Check every line below for the string "unwrap". Copy the ones that have it.

(Information shown Opens)

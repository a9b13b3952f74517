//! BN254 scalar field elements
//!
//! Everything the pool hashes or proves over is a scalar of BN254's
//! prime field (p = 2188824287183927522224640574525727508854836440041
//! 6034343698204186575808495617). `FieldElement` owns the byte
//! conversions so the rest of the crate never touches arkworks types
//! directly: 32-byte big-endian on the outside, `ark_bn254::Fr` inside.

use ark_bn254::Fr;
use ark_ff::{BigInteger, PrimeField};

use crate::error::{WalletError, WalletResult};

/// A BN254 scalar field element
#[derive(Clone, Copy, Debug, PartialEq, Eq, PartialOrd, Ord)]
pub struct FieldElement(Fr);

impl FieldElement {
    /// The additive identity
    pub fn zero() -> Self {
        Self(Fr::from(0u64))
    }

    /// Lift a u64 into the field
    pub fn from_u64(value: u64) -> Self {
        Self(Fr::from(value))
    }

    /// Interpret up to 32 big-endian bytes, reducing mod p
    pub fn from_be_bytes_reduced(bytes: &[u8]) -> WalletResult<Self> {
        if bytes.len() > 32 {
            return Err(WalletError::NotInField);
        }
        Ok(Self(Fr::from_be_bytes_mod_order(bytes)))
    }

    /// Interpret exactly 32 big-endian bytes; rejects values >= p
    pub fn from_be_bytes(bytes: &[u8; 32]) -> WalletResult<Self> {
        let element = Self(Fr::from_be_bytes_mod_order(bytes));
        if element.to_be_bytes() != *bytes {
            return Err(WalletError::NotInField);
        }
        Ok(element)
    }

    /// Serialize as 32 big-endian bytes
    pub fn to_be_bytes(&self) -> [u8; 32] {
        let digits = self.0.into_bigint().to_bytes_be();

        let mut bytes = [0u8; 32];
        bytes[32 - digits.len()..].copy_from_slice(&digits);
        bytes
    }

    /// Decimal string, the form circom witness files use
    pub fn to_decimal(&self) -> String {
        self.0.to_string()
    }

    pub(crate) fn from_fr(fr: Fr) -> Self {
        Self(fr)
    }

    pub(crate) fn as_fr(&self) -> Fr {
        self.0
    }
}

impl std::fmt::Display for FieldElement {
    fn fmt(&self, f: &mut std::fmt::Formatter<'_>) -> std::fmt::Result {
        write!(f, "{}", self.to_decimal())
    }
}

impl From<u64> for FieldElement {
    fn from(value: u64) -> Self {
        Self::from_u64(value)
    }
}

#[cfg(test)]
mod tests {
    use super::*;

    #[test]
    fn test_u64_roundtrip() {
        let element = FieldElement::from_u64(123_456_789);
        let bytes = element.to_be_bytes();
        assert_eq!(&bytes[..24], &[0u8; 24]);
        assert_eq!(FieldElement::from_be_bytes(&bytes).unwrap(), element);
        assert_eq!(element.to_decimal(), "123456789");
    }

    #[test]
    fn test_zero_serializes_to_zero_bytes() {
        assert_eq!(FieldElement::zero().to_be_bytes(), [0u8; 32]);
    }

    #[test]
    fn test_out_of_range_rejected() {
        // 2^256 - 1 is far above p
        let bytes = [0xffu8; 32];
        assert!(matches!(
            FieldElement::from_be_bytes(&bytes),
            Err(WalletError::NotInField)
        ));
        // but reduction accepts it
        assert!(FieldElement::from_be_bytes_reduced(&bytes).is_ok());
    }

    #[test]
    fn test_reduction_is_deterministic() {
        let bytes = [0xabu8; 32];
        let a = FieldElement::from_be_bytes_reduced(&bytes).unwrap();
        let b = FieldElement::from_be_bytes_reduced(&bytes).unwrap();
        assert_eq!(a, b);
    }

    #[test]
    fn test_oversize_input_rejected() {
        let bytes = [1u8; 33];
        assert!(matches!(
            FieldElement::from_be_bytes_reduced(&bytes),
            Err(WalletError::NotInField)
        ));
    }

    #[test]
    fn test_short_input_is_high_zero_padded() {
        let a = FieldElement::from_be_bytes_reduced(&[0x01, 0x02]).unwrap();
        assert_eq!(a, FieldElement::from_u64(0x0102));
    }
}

(Information shown Closes)

* [Task response]:
        assert_eq!(FieldElement::from_be_bytes(&bytes).unwrap(), element);
        let a = FieldElement::from_be_bytes_reduced(&bytes).unwrap();
        let b = FieldElement::from_be_bytes_reduced(&bytes).unwrap();
        let a = FieldElement::from_be_bytes_reduced(&[0x01, 0x02]).unwrap();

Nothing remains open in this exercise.